Sostratos did the honors. Again, he mixed the slave’s wine as he had for himself and his father. She noticed the difference; she looked sharply at him after her first sip. But then she smiled. It might not have been the neat wine Thracians were said to crave so much, but it came closer to that than what she usually got.
Lysistratos drained his cup fast. After finishing it, he looked a bit glassy-eyed—or maybe it was only reflections from the lamps. He let out a long sigh. “We’re sprats. You know that, son? Nothing but sprats. And the days when anchovies can make a living—can live at all—are just about gone. Pretty soon, the sea will hold nothing but tunny and sharks.”
“Menedemos and I talked about the same thing. I hope you’re wrong,” Sostratos said, fearing his father was right.
“So do I, but I wouldn’t bet on it. Only I am, aren’t I, with my life and everything I care about?” The older man got to his feet. “And I’ve drunk myself stupid, or at least tired. I’m going up to bed. Good night, both of you.” Stepping slowly and carefully, he left the andron.
“Will you come up to my room with me?” Sostratos asked Threissa as soon his he heard his father’s footsteps on the stairs.
She bit her lip. “Do I have to, young master?”
He tossed his head. “No. I won’t make you. But if you can put up with me ….” He could have beaten her, or just spent the next year making her life miserable in ways small and large. He knew he wouldn’t do anything like that. He hoped Threissa knew him well enough so she also understood he wouldn’t. The way he’d said what he’d just said should have told her he didn’t expect miracles of passion.
She thought for longer than he wished she would have. In the flickering lamplight, he had trouble reading her face. At last, she shrugged. “We can do. Why not? You don’t try to hurt me or anyt’ing.” By her tone, she understood how lucky a slave woman was to be able to say even so much.
“Come on, then.” Part of Sostratos knew he should have felt shame, but desire swamped it. He got up and walked toward the stairs, picking up a lamp to light the way. Threissa followed.
He closed and barred the door to his room, then set the lamp on a stool near the bed. He pulled his tunic off over his head. A moment later, Threissa did the same with her longer one. Even the small lampflame showed her skin milk-pale where the sun didn’t touch her. Unlike Greek or Egyptian women, she didn’t pluck or shave her bush.
They lay down together. His hands roamed her. He kissed her mouth, and kissed and caressed her breasts.

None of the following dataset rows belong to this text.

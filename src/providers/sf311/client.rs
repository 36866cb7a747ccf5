use chrono::{DateTime, NaiveDateTime, Utc};
use log::info;
use reqwest::Client;
use serde::{Deserialize, Deserializer};
use url::Url;

use super::filters::CaseFilters;
use crate::auth::Token;
use crate::error::{LensError, Result};
use crate::models::CaseRecord;

/// SF 311 Cases dataset on DataSF.
const DATASET_ID: &str = "vw6y-z8j6";
const SOQL_TIMESTAMP: &str = "%Y-%m-%dT%H:%M:%S";

/// Parameters pushed down into the SoQL query.
#[derive(Debug, Clone)]
pub struct CaseQuery {
    pub filters: CaseFilters,
    pub since: DateTime<Utc>,
    pub closed_only: bool,
    pub order: &'static str,
    pub limit: usize,
}

fn quote(value: &str) -> String {
    format!("'{}'", value.replace('\'', "''"))
}

impl CaseQuery {
    pub fn where_clause(&self) -> String {
        let mut clauses = vec![format!(
            "requested_datetime >= {}",
            quote(&self.since.format(SOQL_TIMESTAMP).to_string())
        )];

        if self.closed_only {
            clauses.push("status_description = 'Closed'".to_string());
            clauses.push("closed_date IS NOT NULL".to_string());
        }
        if let Some(prefix) = &self.filters.service_name_prefix {
            clauses.push(format!("starts_with(service_name, {})", quote(prefix)));
        }
        if let Some(neighborhood) = &self.filters.neighborhood {
            clauses.push(format!("analysis_neighborhood = {}", quote(neighborhood)));
        }
        if let Some(district) = &self.filters.supervisor_district {
            clauses.push(format!("supervisor_district = {}", quote(district)));
        }

        clauses.join(" AND ")
    }
}

/// DataSF serves floating timestamps without an offset; they are read as UTC.
fn parse_timestamp(raw: &str) -> Option<DateTime<Utc>> {
    NaiveDateTime::parse_from_str(raw, "%Y-%m-%dT%H:%M:%S%.f")
        .map(|naive| naive.and_utc())
        .ok()
        .or_else(|| {
            DateTime::parse_from_rfc3339(raw)
                .ok()
                .map(|dt| dt.with_timezone(&Utc))
        })
}

fn deserialize_timestamp<'de, D>(deserializer: D) -> std::result::Result<DateTime<Utc>, D::Error>
where
    D: Deserializer<'de>,
{
    let raw = String::deserialize(deserializer)?;
    parse_timestamp(&raw)
        .ok_or_else(|| serde::de::Error::custom(format!("invalid timestamp: {raw}")))
}

fn deserialize_optional_timestamp<'de, D>(
    deserializer: D,
) -> std::result::Result<Option<DateTime<Utc>>, D::Error>
where
    D: Deserializer<'de>,
{
    Option::<String>::deserialize(deserializer)?
        .map(|raw| {
            parse_timestamp(&raw)
                .ok_or_else(|| serde::de::Error::custom(format!("invalid timestamp: {raw}")))
        })
        .transpose()
}

#[derive(Debug, Deserialize)]
pub struct SocrataCaseDto {
    pub service_request_id: String,
    #[serde(deserialize_with = "deserialize_timestamp")]
    pub requested_datetime: DateTime<Utc>,
    #[serde(default, deserialize_with = "deserialize_optional_timestamp")]
    pub closed_date: Option<DateTime<Utc>>,
    pub status_description: Option<String>,
    pub service_name: Option<String>,
    pub service_subtype: Option<String>,
    pub address: Option<String>,
    pub analysis_neighborhood: Option<String>,
    pub supervisor_district: Option<String>,
}

impl From<SocrataCaseDto> for CaseRecord {
    fn from(dto: SocrataCaseDto) -> Self {
        Self {
            id: dto.service_request_id,
            requested_at: dto.requested_datetime,
            closed_at: dto.closed_date,
            address: dto.address.unwrap_or_default(),
            category: dto.service_name.unwrap_or_default(),
            subtype: dto.service_subtype.unwrap_or_default(),
            status: dto.status_description.unwrap_or_default(),
            neighborhood: dto.analysis_neighborhood,
            supervisor_district: dto.supervisor_district,
        }
    }
}

#[derive(Clone)]
pub struct SocrataClient {
    client: Client,
    api_url: Url,
    app_token: Option<Token>,
}

impl SocrataClient {
    pub fn new(base_url: &str, app_token: Option<Token>) -> Result<Self> {
        let client = Client::builder()
            .user_agent("AgentLens/0.1.0")
            .build()
            .map_err(|e| LensError::Config(format!("Failed to create HTTP client: {e}")))?;

        let api_url = Url::parse(base_url)
            .map_err(|e| LensError::Config(format!("Invalid Socrata URL: {e}")))?;

        Ok(Self {
            client,
            api_url,
            app_token,
        })
    }

    fn dataset_url(&self) -> Result<Url> {
        self.api_url
            .join(&format!("resource/{DATASET_ID}.json"))
            .map_err(|e| LensError::Config(format!("Invalid dataset URL: {e}")))
    }

    pub async fn fetch_cases(&self, query: &CaseQuery) -> Result<Vec<CaseRecord>> {
        let where_clause = query.where_clause();
        info!("Fetching up to {} SF 311 cases where {where_clause}", query.limit);

        let mut request = self.client.get(self.dataset_url()?).query(&[
            ("$where", where_clause),
            ("$order", query.order.to_string()),
            ("$limit", query.limit.to_string()),
        ]);
        if let Some(token) = &self.app_token {
            request = request.header("X-App-Token", token.as_str());
        }

        let response = request.send().await?;

        if !response.status().is_success() {
            let status = response.status();
            let body = response.text().await.unwrap_or_default();
            return Err(LensError::Api(format!(
                "Failed to fetch SF 311 cases: {status} - {body}"
            )));
        }

        let rows = response.json::<Vec<SocrataCaseDto>>().await?;
        info!("Fetched {} SF 311 cases", rows.len());

        Ok(rows.into_iter().map(CaseRecord::from).collect())
    }
}
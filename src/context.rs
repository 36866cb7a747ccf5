use log::info;

use crate::config::Config;
use crate::error::Result;
use crate::providers::github::GitHubProvider;
use crate::providers::sf311::Sf311Provider;

/// Collaborators handed to every tool invocation.
///
/// Built once at startup from the resolved configuration; dropping it
/// releases the HTTP connection pools.
pub struct ToolContext {
    pub github: GitHubProvider,
    pub sf311: Sf311Provider,
}

impl ToolContext {
    pub fn from_config(config: &Config) -> Result<Self> {
        config.validate()?;

        let github = GitHubProvider::new(
            &config.github_api_url,
            config.github_token(),
            config.probe_settings(),
        )?;
        let sf311 = Sf311Provider::new(
            &config.sf311_api_url,
            config.socrata_app_token(),
            config.case_limit,
        )?;

        info!(
            "Tool context ready (GitHub: {}, SF 311: {})",
            config.github_api_url, config.sf311_api_url
        );

        Ok(Self { github, sf311 })
    }
}
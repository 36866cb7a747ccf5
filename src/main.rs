mod auth;
mod cli;
mod config;
mod context;
mod error;
mod insights;
mod models;
mod providers;
mod registry;

use anyhow::Result;
use clap::Parser;
use cli::Cli;
use log::info;

#[tokio::main]
async fn main() -> Result<()> {
    env_logger::init();

    let cli = Cli::parse();
    info!("Starting AgentLens");
    cli.execute().await?;

    Ok(())
}
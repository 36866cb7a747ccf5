use chrono::{DateTime, Utc};

use super::filters::{CaseFilters, LookbackWindow};
use crate::insights::{round2, ResubmissionExample, ResubmissionReport};
use crate::models::CaseRecord;

pub const DEFAULT_REOPEN_WINDOW_DAYS: u32 = 7;
const MAX_EXAMPLES: usize = 5;

/// Flag cases reopened at the same address and subtype shortly after the
/// previous one closed.
///
/// Only neighbours in `(address, subtype, requested_at)` order are compared,
/// so this undercounts when same-key records are not adjacent. That is a
/// known limitation of the heuristic.
#[allow(clippy::cast_precision_loss)]
pub fn detect_resubmissions(
    records: &[CaseRecord],
    filters: &CaseFilters,
    lookback_days: u32,
    reopen_window_days: u32,
    now: DateTime<Utc>,
) -> ResubmissionReport {
    let window = LookbackWindow::new(now, lookback_days);

    let mut scanned: Vec<&CaseRecord> = records
        .iter()
        .filter(|r| window.contains(r.requested_at) && filters.matches(r))
        .collect();

    scanned.sort_by(|a, b| {
        a.address
            .cmp(&b.address)
            .then_with(|| a.subtype.cmp(&b.subtype))
            .then_with(|| a.requested_at.cmp(&b.requested_at))
    });

    let reopen_window = f64::from(reopen_window_days);
    let mut resubmission_count = 0;
    let mut examples = Vec::new();

    for pair in scanned.windows(2) {
        let (previous, current) = (pair[0], pair[1]);

        if previous.address != current.address || previous.subtype != current.subtype {
            continue;
        }
        let Some(closed_at) = previous.closed_at else {
            continue;
        };

        let gap_days = (current.requested_at - closed_at).num_seconds() as f64 / 86_400.0;
        if !(0.0..=reopen_window).contains(&gap_days) {
            continue;
        }

        resubmission_count += 1;
        if examples.len() < MAX_EXAMPLES {
            examples.push(ResubmissionExample {
                original_id: previous.id.clone(),
                closed_at,
                resubmitted_id: current.id.clone(),
                opened_at: current.requested_at,
                address: current.address.clone(),
                category: current.category.clone(),
                subtype: current.subtype.clone(),
            });
        }
    }

    let scanned_count = scanned.len();
    let rate_percent = if scanned_count > 0 {
        round2(resubmission_count as f64 / scanned_count as f64 * 100.0)
    } else {
        0.0
    };

    ResubmissionReport {
        scanned_count,
        resubmission_count,
        rate_percent,
        examples,
    }
}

He wanted to make her happy if he could. He knew he hadn’t when he’d taken her before. Pleasing her felt like a challenge.
He put her on elbows and knees and went into her from behind, as he would have done if she were a Hellene. His pleasure built and built and overflowed … and if she felt any at all, she hid it very well.
When he slid out, she squatted over the chamber pot and got rid of as much of his seed as she could. Women who didn’t want to conceive commonly did that. Maybe it helped, maybe not. They thought so. Sostratos had no idea, though he was sure it couldn’t hurt.
She picked up her tunic and put it on. Sostratos had thought about a second round, but it wasn’t urgent enough for him to say anything. He gave her a drakhma instead. “For your patience,” he said.
“T’ank you,” she said, and then, “Women got to be patient with men. We get in too much trouble when we not.”
Any number of stories from history and tragedy sprang into Sostratos’ mind. “I believe you,” he said. “Good night.” She opened the door and slid out. He pissed in the pot himself, then blew out the lamp, lay down, and fell asleep almost as fast as if he’d been clubbed.